Sans doute, l’autorité de l’Écriture ne se limite-t-elle pas au dogme et à la vie spirituelle. Elle a son mot à dire dans toutes les sphères de la pensée et de l’activité humaine. Elle a une autorité principielle même en matière scientifique. Toute science, toute philosophie qui prétend nier Dieu et l’initiative créatrice de Dieu est condamnée par son autorité souveraine.
Mais Calvin a posé un principe qui est devenu traditionnel dans les écoles réformées. L’Écriture, quand elle touche aux faits qui font l’objet des études des « philosophes » — dans la langue de Calvin, ce terme désigne les savants — l’Écriture parle le langage subjectivement vrai de l’apparence sensible. Contrairement à ce qu’ont cru les exégètes d’autres Églises, nous ne sommes pas tenus de croire, par exemple, qu’il y ait un réservoir d’eau au-dessus d’une voûte solide du firmament17.
« Moïse et les prophètes » parlent la langue du peuple, le langage des sens. Voilà le principe sur lequel peuvent se rencontrer une exégèse de l’Écriture qui se refuse à tordre les textes et une interprétation de la nature qui s’interdit de méconnaître l’évidence des faits.
Il n’est pas un texte qui ne se réduise à ce principe et il n’est pas une discipline scientifique qui n’ait le droit de s’en réclamer. « Là où est l’Esprit du Seigneur », dit saint Paul, « là est la liberté ».
Notes
1. Inst., I, XIV, 20.
2. Commentaires sur la 1re ép. aux Cor.
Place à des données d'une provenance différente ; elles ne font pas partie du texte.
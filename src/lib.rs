#![cfg_attr(docsrs, doc = include_str!("../README.md"))]
#![cfg_attr(docsrs, feature(doc_cfg, doc_auto_cfg, doc_cfg_hide))]
#![cfg_attr(docsrs, deny(missing_docs))]
#![cfg_attr(not(any(feature = "std", test)), no_std)]

extern crate alloc;
#[cfg(test)]
extern crate std;

#[macro_use]
pub(crate) mod util;

mod buffer;
pub mod chase_lev;
pub mod handle;
pub mod idempotent;
pub mod steal;

feature! {
    #![feature = "std"]
    pub mod reservation;

    #[doc(inline)]
    pub use reservation::ReservationCache;
}

#[doc(inline)]
pub use handle::TaskHandle;
#[doc(inline)]
pub use steal::{PushError, Steal};

pub(crate) mod loom;
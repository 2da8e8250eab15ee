//! Per-request context.
//!
//! One `Context` is built for every request and moved through the middleware
//! chain into the handler. It is never shared between requests.

use std::collections::HashMap;
use std::net::SocketAddr;
use std::sync::Arc;

use bytes::Bytes;
use http::header::{COOKIE, HeaderMap};
use http::Extensions;
use serde::de::DeserializeOwned;

use crate::cookie::Cookie;
use crate::error::{Error, ErrorHandler, default_handler};
use crate::method::Method;
use crate::pattern::WILDCARD;
use crate::render::{NoRenderer, Renderer};
use crate::router::Routes;

/// An incoming request together with everything routing learned about it.
pub struct Context {
    method: Method,
    path: String,
    raw_query: Option<String>,
    query: Vec<(String, String)>,
    headers: HeaderMap,
    body: Bytes,
    remote_addr: Option<SocketAddr>,
    route: Option<Arc<str>>,
    params: HashMap<String, String>,
    extensions: Extensions,
    pub(crate) renderer: Arc<dyn Renderer>,
    pub(crate) routes: Arc<Routes>,
    pub(crate) errors: ErrorHandler,
}

impl Context {
    /// Builds a context for `method` and a request target such as
    /// `/show?team=a&member=b`.
    pub fn new(method: Method, target: &str) -> Self {
        let (path, raw_query) = match target.split_once('?') {
            Some((path, query)) => (path, Some(query)),
            None => (target, None),
        };
        let query = raw_query
            .map(|q| {
                url::form_urlencoded::parse(q.as_bytes())
                    .map(|(k, v)| (k.into_owned(), v.into_owned()))
                    .collect()
            })
            .unwrap_or_default();

        Self {
            method,
            path: path.to_owned(),
            raw_query: raw_query.map(str::to_owned),
            query,
            headers: HeaderMap::new(),
            body: Bytes::new(),
            remote_addr: None,
            route: None,
            params: HashMap::new(),
            extensions: Extensions::new(),
            renderer: Arc::new(NoRenderer),
            routes: Arc::default(),
            errors: Arc::new(default_handler),
        }
    }

    /// Shorthand for `Context::new(Method::Get, target)`.
    pub fn get(target: &str) -> Self {
        Self::new(Method::Get, target)
    }

    pub fn with_headers(mut self, headers: HeaderMap) -> Self {
        self.headers = headers;
        self
    }

    pub fn with_body(mut self, body: impl Into<Bytes>) -> Self {
        self.body = body.into();
        self
    }

    pub fn with_remote_addr(mut self, addr: SocketAddr) -> Self {
        self.remote_addr = Some(addr);
        self
    }

    pub(crate) fn attach(&mut self, renderer: Arc<dyn Renderer>, routes: Arc<Routes>, errors: ErrorHandler) {
        self.renderer = renderer;
        self.routes = routes;
        self.errors = errors;
    }

    pub(crate) fn set_route(&mut self, route: Arc<str>, params: HashMap<String, String>) {
        self.route = Some(route);
        self.params = params;
    }

    pub fn method(&self) -> Method { self.method }
    pub fn path(&self) -> &str { &self.path }
    pub fn raw_query(&self) -> Option<&str> { self.raw_query.as_deref() }
    pub fn headers(&self) -> &HeaderMap { &self.headers }
    pub fn headers_mut(&mut self) -> &mut HeaderMap { &mut self.headers }
    pub fn body(&self) -> &Bytes { &self.body }
    pub fn remote_addr(&self) -> Option<SocketAddr> { self.remote_addr }

    /// The pattern of the matched route (e.g. `/users/:id`), once routed.
    pub fn route(&self) -> Option<&str> { self.route.as_deref() }

    /// Header value as a string, if present and valid UTF-8.
    pub fn header(&self, name: &str) -> Option<&str> {
        self.headers.get(name).and_then(|v| v.to_str().ok())
    }

    /// Returns a named path parameter, percent-decoded.
    ///
    /// For a route `/users/:id`, `ctx.param("id")` on `/users/42` returns `Some("42")`.
    pub fn param(&self, name: &str) -> Option<&str> {
        self.params.get(name).map(String::as_str)
    }

    pub fn params(&self) -> &HashMap<String, String> {
        &self.params
    }

    /// The remainder captured by a trailing `*` segment.
    pub fn wildcard(&self) -> Option<&str> {
        self.param(WILDCARD)
    }

    /// First value of a query parameter.
    pub fn query(&self, name: &str) -> Option<&str> {
        self.query.iter().find(|(k, _)| k == name).map(|(_, v)| v.as_str())
    }

    /// Every value of a repeated query parameter, in request order.
    pub fn query_all<'a>(&'a self, name: &'a str) -> impl Iterator<Item = &'a str> + 'a {
        self.query.iter().filter(move |(k, _)| k == name).map(|(_, v)| v.as_str())
    }

    /// Looks up a request cookie by name.
    pub fn cookie(&self, name: &str) -> Option<Cookie> {
        self.headers
            .get_all(COOKIE)
            .iter()
            .filter_map(|v| v.to_str().ok())
            .flat_map(Cookie::parse_header)
            .find(|c| c.name() == name)
    }

    /// Binds path parameters, then query parameters, into `T`.
    ///
    /// Path parameters win when both carry the same key. All values arrive
    /// as strings, so `T`'s fields should be `String` or `Option<String>`.
    pub fn bind<T: DeserializeOwned>(&self) -> Result<T, Error> {
        let mut fields = serde_json::Map::new();
        for (k, v) in &self.params {
            if k != WILDCARD {
                fields.insert(k.clone(), v.clone().into());
            }
        }
        for (k, v) in &self.query {
            fields.entry(k.clone()).or_insert_with(|| v.clone().into());
        }
        serde_json::from_value(serde_json::Value::Object(fields)).map_err(|e| Error::Bind(e.to_string()))
    }

    /// Typed capabilities attached by middleware.
    pub fn extensions(&self) -> &Extensions { &self.extensions }
    pub fn extensions_mut(&mut self) -> &mut Extensions { &mut self.extensions }

    pub fn extension<T: Send + Sync + 'static>(&self) -> Option<&T> {
        self.extensions.get::<T>()
    }

    /// Rebuilds the path of a named route, filling its parameters in order.
    pub fn reverse(&self, name: &str, values: &[&str]) -> Option<String> {
        self.routes.reverse(name, values)
    }
}

#[cfg(test)]
mod tests {
    use http::HeaderValue;
    use serde::Deserialize;

    use super::*;

    #[derive(Debug, Deserialize, PartialEq)]
    struct User {
        name: String,
        email: String,
    }

    fn routed(target: &str, params: &[(&str, &str)]) -> Context {
        let mut ctx = Context::get(target);
        let params = params.iter().map(|(k, v)| ((*k).to_owned(), (*v).to_owned())).collect();
        ctx.set_route(Arc::from("/test"), params);
        ctx
    }

    #[test]
    fn splits_and_decodes_the_query() {
        let ctx = Context::get("/show?team=a%20b&member=c&member=d");
        assert_eq!(ctx.path(), "/show");
        assert_eq!(ctx.raw_query(), Some("team=a%20b&member=c&member=d"));
        assert_eq!(ctx.query("team"), Some("a b"));
        assert_eq!(ctx.query("member"), Some("c"));
        assert_eq!(ctx.query_all("member").collect::<Vec<_>>(), ["c", "d"]);
        assert_eq!(ctx.query("missing"), None);
    }

    #[test]
    fn bind_prefers_path_parameters() {
        let ctx = routed("/u?name=query&email=q@x.com", &[("name", "path")]);
        let user: User = ctx.bind().unwrap();
        assert_eq!(user, User { name: "path".into(), email: "q@x.com".into() });
    }

    #[test]
    fn bind_reports_missing_fields() {
        let ctx = routed("/u", &[("name", "jon")]);
        let err = ctx.bind::<User>().unwrap_err();
        assert!(matches!(err, Error::Bind(ref msg) if msg.contains("email")), "{err}");
    }

    #[test]
    fn finds_cookies_across_headers() {
        let mut ctx = Context::get("/readCookie");
        ctx.headers_mut().append(COOKIE, HeaderValue::from_static("theme=dark"));
        ctx.headers_mut().append(COOKIE, HeaderValue::from_static("lang=it; username=jon"));

        assert_eq!(ctx.cookie("username").map(|c| c.value().to_owned()).as_deref(), Some("jon"));
        assert!(ctx.cookie("session").is_none());
    }
}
VIII, 1.
3. Épître au roi Edouard VI d’Angleterre, janvier 1551, en tête du Commentaire sur les épîtres canoniques.
4. Inst., I, V, 1.
5. Catéchismes (Opera VI, p. 15).
6. Ibid. p. 65.
7. Jean Damas. De fide orthodoxa II, X.
8. De operibus Dei. II, V, 402.
9. Com. sur Jérémie 10.12.
10. Inst., III, II, 8.
11. Inst., IV, XVIII, 47.
12. Bul. Soc. Fr. de Philos. Mars 1914, p. 244.
13. Com. sur Jean 1.3.
14. Nov. Test. Th. Bezae ejus annot., 1598, p. 345, 20 b; p. 346, 5 a.
15. Voir surtout le traité Contre l’Astrologie judiciaire.
16. Com. sur Jér. 33.25.
17. Commentaires sur les Psaumes, Ps. 148.4.